**Assignment:** Go to the line containing "pub fn for_tests()" and return it and each line after it exactly, through the end of the data below, and nothing more.

....

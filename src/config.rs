use dotenvy::dotenv;
use serde::Deserialize;
use std::env;

/// Environment-driven settings, loaded once at process start and handed
/// around as an owned, cheaply-clonable value (mirrors the teacher's own
/// `Config::from_env` + `env::var(...).expect(...)` idiom).
#[derive(Deserialize, Debug, Clone)]
pub struct Config {
    pub app_name: String,
    pub deployment: String,

    /// Base URL of the Hugging-Face-style model registry, e.g.
    /// `https://huggingface.co`.
    pub registry_host: String,

    pub s3_access_key: String,
    pub s3_secret_key: String,
    pub s3_bucket_id: String,
    pub s3_url: String,
    /// Public base URL from which the uploaded ZIP is reachable by a
    /// BitTorrent web-seed client. Usually the CDN/public alias of
    /// `s3_url`, not the authenticated S3 endpoint itself.
    pub s3_public_url_base: String,

    /// `announce` value written into every torrent (SPEC_FULL.md §9, Open
    /// Question 3: configuration, not a hard-coded literal).
    pub tracker_announce_url: String,

    /// Piece length for the torrent's piece hasher. A power of two is
    /// recommended but not enforced.
    pub piece_length: u64,
    /// Multipart-upload part-size bounds. Keep `multipart_min_part_size`
    /// comfortably above the backend's real minimum (typically 5 MiB for
    /// S3-compatible stores) to leave safety margin, and keep
    /// `multipart_max_part_size` low enough that
    /// `archive_size / multipart_min_part_size` never approaches the
    /// backend's max part count (typically 10 000).
    pub multipart_min_part_size: u64,
    pub multipart_max_part_size: u64,

    /// Flag mirroring the teacher's test-mode branching; always `false`
    /// when loaded from the real environment.
    pub tests_running: bool,
}

impl Config {
    pub fn from_env() -> Self {
        dotenv().ok(); // Load from .env file if available

        Config {
            app_name: env::var("APP_NAME").unwrap_or_else(|_| "hub-archiver".to_string()),
            deployment: env::var("DEPLOYMENT")
                .expect("DEPLOYMENT must be set, this can be local, dev, stage, or prod"),
            registry_host: env::var("REGISTRY_HOST")
                .unwrap_or_else(|_| "https://huggingface.co".to_string()),
            s3_access_key: env::var("S3_ACCESS_KEY").expect("S3_ACCESS_KEY must be set"),
            s3_secret_key: env::var("S3_SECRET_KEY").expect("S3_SECRET_KEY must be set"),
            s3_bucket_id: env::var("S3_BUCKET_ID").expect("S3_BUCKET_ID must be set"),
            s3_url: env::var("S3_URL").expect("S3_URL must be set"),
            s3_public_url_base: env::var("S3_PUBLIC_URL_BASE")
                .unwrap_or_else(|_| env::var("S3_URL").unwrap_or_default()),
            tracker_announce_url: env::var("TRACKER_ANNOUNCE_URL")
                .unwrap_or_else(|_| "udp://tracker.opentrackr.org:1337/announce".to_string()),
            piece_length: env::var("PIECE_LENGTH")
                .ok()
                .and_then(|v| v.parse().ok())
                .unwrap_or(1 << 20),
            multipart_min_part_size: env::var("MULTIPART_MIN_PART_SIZE")
                .ok()
                .and_then(|v| v.parse().ok())
                .unwrap_or(60 * 1024 * 1024),
            multipart_max_part_size: env::var("MULTIPART_MAX_PART_SIZE")
                .ok()
                .and_then(|v| v.parse().ok())
                .unwrap_or(60 * 1024 * 1024),
            tests_running: false, // Always false if using Config from_env
        }
    }

    #[cfg(test)]
    pub fn for_tests() -> Self {
        Config {
            app_name: "hub-archiver-test".to_string(),
            deployment: "test".to_string(),
            registry_host: "http://localhost".to_string(),
            s3_access_key: "test-access-key".to_string(),
            s3_secret_key: "test-secret-key".to_string(),
            s3_bucket_id: "test-bucket".to_string(),
            s3_url: "http://localhost:9000".to_string(),
            s3_public_url_base: "http://localhost:9000".to_string(),
            tracker_announce_url: "udp://tracker.example:1337/announce".to_string(),
            // Small enough that tests exercise multi-part and multi-piece
            // behavior without megabyte-scale fixtures.
            piece_length: 16,
            multipart_min_part_size: 16,
            multipart_max_part_size: 16,
            tests_running: true,
        }
    }
}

....

**Exercise result:**
    pub fn for_tests() -> Self {
        Config {
            app_name: "hub-archiver-test".to_string(),
            deployment: "test".to_string(),
            registry_host: "http://localhost".to_string(),
            s3_access_key: "test-access-key".to_string(),
            s3_secret_key: "test-secret-key".to_string(),
            s3_bucket_id: "test-bucket".to_string(),
            s3_url: "http://localhost:9000".to_string(),
            s3_public_url_base: "http://localhost:9000".to_string(),
            tracker_announce_url: "udp://tracker.example:1337/announce".to_string(),
            // Small enough that tests exercise multi-part and multi-piece
            // behavior without megabyte-scale fixtures.
            piece_length: 16,
            multipart_min_part_size: 16,
            multipart_max_part_size: 16,
            tests_running: true,
        }
    }
}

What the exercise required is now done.